## Problem to work on
Go through the listing and write out each line exactly.

─── Records ───

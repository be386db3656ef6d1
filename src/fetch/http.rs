//! Static page fetching over plain HTTP
//!
//! Static sources serve their listing in the initial HTML, so one GET with a
//! browser-like User-Agent is enough. No retries are attempted: a failed
//! request fails the source's run.

use crate::config::{FetcherConfig, SourceProfile};
use crate::record::Snapshot;
use crate::HarvestError;
use reqwest::Client;
use std::time::Duration;

/// Builds an HTTP client with the configured User-Agent and timeouts
///
/// # Example
///
/// ```no_run
/// use folio_harvest::config::FetcherConfig;
/// use folio_harvest::fetch::build_http_client;
///
/// let client = build_http_client(&FetcherConfig::default()).unwrap();
/// ```
pub fn build_http_client(config: &FetcherConfig) -> Result<Client, reqwest::Error> {
    Client::builder()
        .user_agent(config.user_agent.clone())
        .timeout(Duration::from_secs(config.request_timeout_secs))
        .connect_timeout(Duration::from_secs(10))
        .gzip(true)
        .brotli(true)
        .build()
}

/// Fetches a static source's entry page as a single snapshot
///
/// # Returns
///
/// * `Ok(Snapshot)` - The page body, tagged with the final URL after redirects
/// * `Err(HarvestError::FetchFailed)` - Transport error or non-success status
pub async fn fetch_static(client: &Client, profile: &SourceProfile) -> Result<Snapshot, HarvestError> {
    let url = profile.entry_url.as_str();
    tracing::debug!("[{}] GET {}", profile.name, url);

    let response = client.get(url).send().await.map_err(|e| {
        if e.is_timeout() {
            HarvestError::fetch_failed(url, "request timeout")
        } else if e.is_connect() {
            HarvestError::fetch_failed(url, format!("connection failed: {}", e))
        } else {
            HarvestError::fetch_failed(url, e)
        }
    })?;

    let status = response.status();
    if !status.is_success() {
        return Err(HarvestError::fetch_failed(
            url,
            format!("HTTP status {}", status.as_u16()),
        ));
    }

    let final_url = response.url().to_string();
    let body = response
        .text()
        .await
        .map_err(|e| HarvestError::fetch_failed(url, e))?;

    tracing::debug!(
        "[{}] fetched {} ({} bytes)",
        profile.name,
        final_url,
        body.len()
    );

    Ok(Snapshot::new(final_url, 0, body))
}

───

## Exercise answer
repository be386db3656ef6d1
filename src/fetch/http.rs
//! Static page fetching over plain HTTP
//!
//! Static sources serve their listing in the initial HTML, so one GET with a
//! browser-like User-Agent is enough. No retries are attempted: a failed
//! request fails the source's run.

use crate::config::{FetcherConfig, SourceProfile};
use crate::record::Snapshot;
use crate::HarvestError;
use reqwest::Client;
use std::time::Duration;

/// Builds an HTTP client with the configured User-Agent and timeouts
///
/// # Example
///
/// ```no_run
/// use folio_harvest::config::FetcherConfig;
/// use folio_harvest::fetch::build_http_client;
///
/// let client = build_http_client(&FetcherConfig::default()).unwrap();
/// ```
pub fn build_http_client(config: &FetcherConfig) -> Result<Client, reqwest::Error> {
    Client::builder()
        .user_agent(config.user_agent.clone())
        .timeout(Duration::from_secs(config.request_timeout_secs))
        .connect_timeout(Duration::from_secs(10))
        .gzip(true)
        .brotli(true)
        .build()
}

/// Fetches a static source's entry page as a single snapshot
///
/// # Returns
///
/// * `Ok(Snapshot)` - The page body, tagged with the final URL after redirects
/// * `Err(HarvestError::FetchFailed)` - Transport error or non-success status
pub async fn fetch_static(client: &Client, profile: &SourceProfile) -> Result<Snapshot, HarvestError> {
    let url = profile.entry_url.as_str();
    tracing::debug!("[{}] GET {}", profile.name, url);

    let response = client.get(url).send().await.map_err(|e| {
        if e.is_timeout() {
            HarvestError::fetch_failed(url, "request timeout")
        } else if e.is_connect() {
            HarvestError::fetch_failed(url, format!("connection failed: {}", e))
        } else {
            HarvestError::fetch_failed(url, e)
        }
    })?;

    let status = response.status();
    if !status.is_success() {
        return Err(HarvestError::fetch_failed(
            url,
            format!("HTTP status {}", status.as_u16()),
        ));
    }

    let final_url = response.url().to_string();
    let body = response
        .text()
        .await
        .map_err(|e| HarvestError::fetch_failed(url, e))?;

    tracing::debug!(
        "[{}] fetched {} ({} bytes)",
        profile.name,
        final_url,
        body.len()
    );

    Ok(Snapshot::new(final_url, 0, body))
}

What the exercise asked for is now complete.